> _Extracted information_
□ □ □ □ □ □ □

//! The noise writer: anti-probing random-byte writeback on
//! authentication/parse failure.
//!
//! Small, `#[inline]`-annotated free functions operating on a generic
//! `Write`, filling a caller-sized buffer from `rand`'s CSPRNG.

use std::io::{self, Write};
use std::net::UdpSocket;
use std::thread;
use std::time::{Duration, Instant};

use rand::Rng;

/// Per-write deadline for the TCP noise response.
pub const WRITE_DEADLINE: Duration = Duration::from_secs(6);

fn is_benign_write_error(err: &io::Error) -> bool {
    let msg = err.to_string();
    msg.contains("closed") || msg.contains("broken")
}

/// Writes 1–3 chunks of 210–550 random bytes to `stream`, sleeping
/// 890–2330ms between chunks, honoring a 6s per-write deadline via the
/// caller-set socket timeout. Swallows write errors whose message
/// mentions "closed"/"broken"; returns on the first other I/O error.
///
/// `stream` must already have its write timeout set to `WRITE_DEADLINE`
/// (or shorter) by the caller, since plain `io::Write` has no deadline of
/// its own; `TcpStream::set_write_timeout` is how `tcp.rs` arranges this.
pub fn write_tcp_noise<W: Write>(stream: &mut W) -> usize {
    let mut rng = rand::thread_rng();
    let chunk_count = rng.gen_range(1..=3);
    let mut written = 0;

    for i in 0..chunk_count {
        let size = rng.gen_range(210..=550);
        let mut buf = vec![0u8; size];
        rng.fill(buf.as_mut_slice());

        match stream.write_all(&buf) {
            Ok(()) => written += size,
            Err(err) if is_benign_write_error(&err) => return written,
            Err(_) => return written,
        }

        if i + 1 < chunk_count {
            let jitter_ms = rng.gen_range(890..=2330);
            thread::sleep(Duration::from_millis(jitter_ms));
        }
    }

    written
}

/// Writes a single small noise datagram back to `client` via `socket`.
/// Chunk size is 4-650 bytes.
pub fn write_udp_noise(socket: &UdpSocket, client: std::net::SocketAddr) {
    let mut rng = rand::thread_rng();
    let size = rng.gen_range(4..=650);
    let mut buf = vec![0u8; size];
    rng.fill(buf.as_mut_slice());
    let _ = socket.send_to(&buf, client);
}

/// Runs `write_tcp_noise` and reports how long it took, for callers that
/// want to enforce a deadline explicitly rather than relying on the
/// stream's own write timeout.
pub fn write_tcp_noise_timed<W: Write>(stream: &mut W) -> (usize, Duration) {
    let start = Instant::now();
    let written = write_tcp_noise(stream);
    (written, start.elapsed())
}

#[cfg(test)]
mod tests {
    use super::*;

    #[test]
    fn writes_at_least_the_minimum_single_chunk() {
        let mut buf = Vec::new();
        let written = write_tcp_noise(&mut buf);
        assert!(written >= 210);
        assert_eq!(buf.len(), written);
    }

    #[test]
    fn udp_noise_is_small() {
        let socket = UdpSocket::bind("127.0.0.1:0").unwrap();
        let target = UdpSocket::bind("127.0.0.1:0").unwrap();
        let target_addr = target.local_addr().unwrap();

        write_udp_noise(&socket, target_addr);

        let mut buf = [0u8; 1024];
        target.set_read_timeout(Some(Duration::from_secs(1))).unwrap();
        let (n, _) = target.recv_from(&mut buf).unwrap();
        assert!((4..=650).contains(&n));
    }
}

□ □ □ □ □ □ □

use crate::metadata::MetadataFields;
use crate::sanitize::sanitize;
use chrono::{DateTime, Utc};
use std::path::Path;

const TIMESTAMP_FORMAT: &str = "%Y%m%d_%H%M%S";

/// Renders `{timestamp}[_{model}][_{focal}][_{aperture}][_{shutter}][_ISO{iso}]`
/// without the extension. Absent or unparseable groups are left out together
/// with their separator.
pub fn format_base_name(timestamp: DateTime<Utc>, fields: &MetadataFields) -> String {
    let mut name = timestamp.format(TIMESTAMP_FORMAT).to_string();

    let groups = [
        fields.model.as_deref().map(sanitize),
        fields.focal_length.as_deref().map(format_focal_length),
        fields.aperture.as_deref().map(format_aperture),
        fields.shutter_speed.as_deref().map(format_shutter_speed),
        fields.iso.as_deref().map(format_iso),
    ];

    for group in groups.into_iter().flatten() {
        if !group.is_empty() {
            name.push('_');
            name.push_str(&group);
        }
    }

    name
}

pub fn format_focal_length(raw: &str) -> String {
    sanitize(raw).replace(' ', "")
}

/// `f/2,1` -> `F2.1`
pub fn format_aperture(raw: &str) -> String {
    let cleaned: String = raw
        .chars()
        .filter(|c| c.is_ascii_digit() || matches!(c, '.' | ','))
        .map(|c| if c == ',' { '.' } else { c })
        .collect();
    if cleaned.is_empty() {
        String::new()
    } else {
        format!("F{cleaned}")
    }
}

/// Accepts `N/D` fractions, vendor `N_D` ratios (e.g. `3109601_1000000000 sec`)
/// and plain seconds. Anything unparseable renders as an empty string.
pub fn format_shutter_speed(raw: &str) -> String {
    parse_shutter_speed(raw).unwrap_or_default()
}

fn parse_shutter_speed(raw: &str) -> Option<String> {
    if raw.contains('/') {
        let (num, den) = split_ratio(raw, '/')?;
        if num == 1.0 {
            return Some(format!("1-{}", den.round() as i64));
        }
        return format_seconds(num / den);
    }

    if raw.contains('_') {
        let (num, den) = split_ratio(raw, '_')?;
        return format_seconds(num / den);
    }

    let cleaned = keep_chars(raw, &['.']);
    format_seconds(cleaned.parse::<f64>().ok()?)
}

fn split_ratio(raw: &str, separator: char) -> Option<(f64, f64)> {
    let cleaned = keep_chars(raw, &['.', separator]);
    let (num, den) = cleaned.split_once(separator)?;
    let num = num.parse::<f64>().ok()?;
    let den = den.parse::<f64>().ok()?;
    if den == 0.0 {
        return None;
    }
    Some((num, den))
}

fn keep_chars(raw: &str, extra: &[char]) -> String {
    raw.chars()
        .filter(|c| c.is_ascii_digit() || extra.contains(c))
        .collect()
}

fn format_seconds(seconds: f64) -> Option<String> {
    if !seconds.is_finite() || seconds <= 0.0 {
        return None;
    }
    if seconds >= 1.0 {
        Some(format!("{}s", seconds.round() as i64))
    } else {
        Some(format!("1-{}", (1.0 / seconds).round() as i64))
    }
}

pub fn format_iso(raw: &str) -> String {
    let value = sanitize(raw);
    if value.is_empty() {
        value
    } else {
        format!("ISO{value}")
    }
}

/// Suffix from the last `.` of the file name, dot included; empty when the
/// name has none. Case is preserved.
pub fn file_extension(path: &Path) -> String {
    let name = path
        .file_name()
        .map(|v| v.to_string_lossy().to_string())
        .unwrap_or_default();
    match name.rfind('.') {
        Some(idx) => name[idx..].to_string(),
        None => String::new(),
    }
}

□ □ □ □ □ □ □

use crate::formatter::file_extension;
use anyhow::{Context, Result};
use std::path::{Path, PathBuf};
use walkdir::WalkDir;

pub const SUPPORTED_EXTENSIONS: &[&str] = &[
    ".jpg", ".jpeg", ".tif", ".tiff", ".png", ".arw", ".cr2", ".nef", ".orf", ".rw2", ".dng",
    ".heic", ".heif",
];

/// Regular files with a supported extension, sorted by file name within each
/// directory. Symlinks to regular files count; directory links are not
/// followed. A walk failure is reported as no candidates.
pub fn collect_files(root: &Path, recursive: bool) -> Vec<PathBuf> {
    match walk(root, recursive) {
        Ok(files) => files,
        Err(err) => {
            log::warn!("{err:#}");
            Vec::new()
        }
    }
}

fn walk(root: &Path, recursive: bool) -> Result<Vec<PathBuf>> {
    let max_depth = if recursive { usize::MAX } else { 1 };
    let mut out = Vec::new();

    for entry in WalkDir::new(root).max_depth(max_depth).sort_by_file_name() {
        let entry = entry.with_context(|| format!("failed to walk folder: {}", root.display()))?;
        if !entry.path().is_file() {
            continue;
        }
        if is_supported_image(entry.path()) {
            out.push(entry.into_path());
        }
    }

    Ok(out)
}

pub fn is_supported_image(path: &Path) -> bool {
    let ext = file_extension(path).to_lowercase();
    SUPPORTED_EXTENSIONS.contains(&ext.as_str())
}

□ □ □ □ □ □ □

Take from the listing above each line in which the string "bind" is found.

        let socket = UdpSocket::bind("127.0.0.1:0").unwrap();
        let target = UdpSocket::bind("127.0.0.1:0").unwrap();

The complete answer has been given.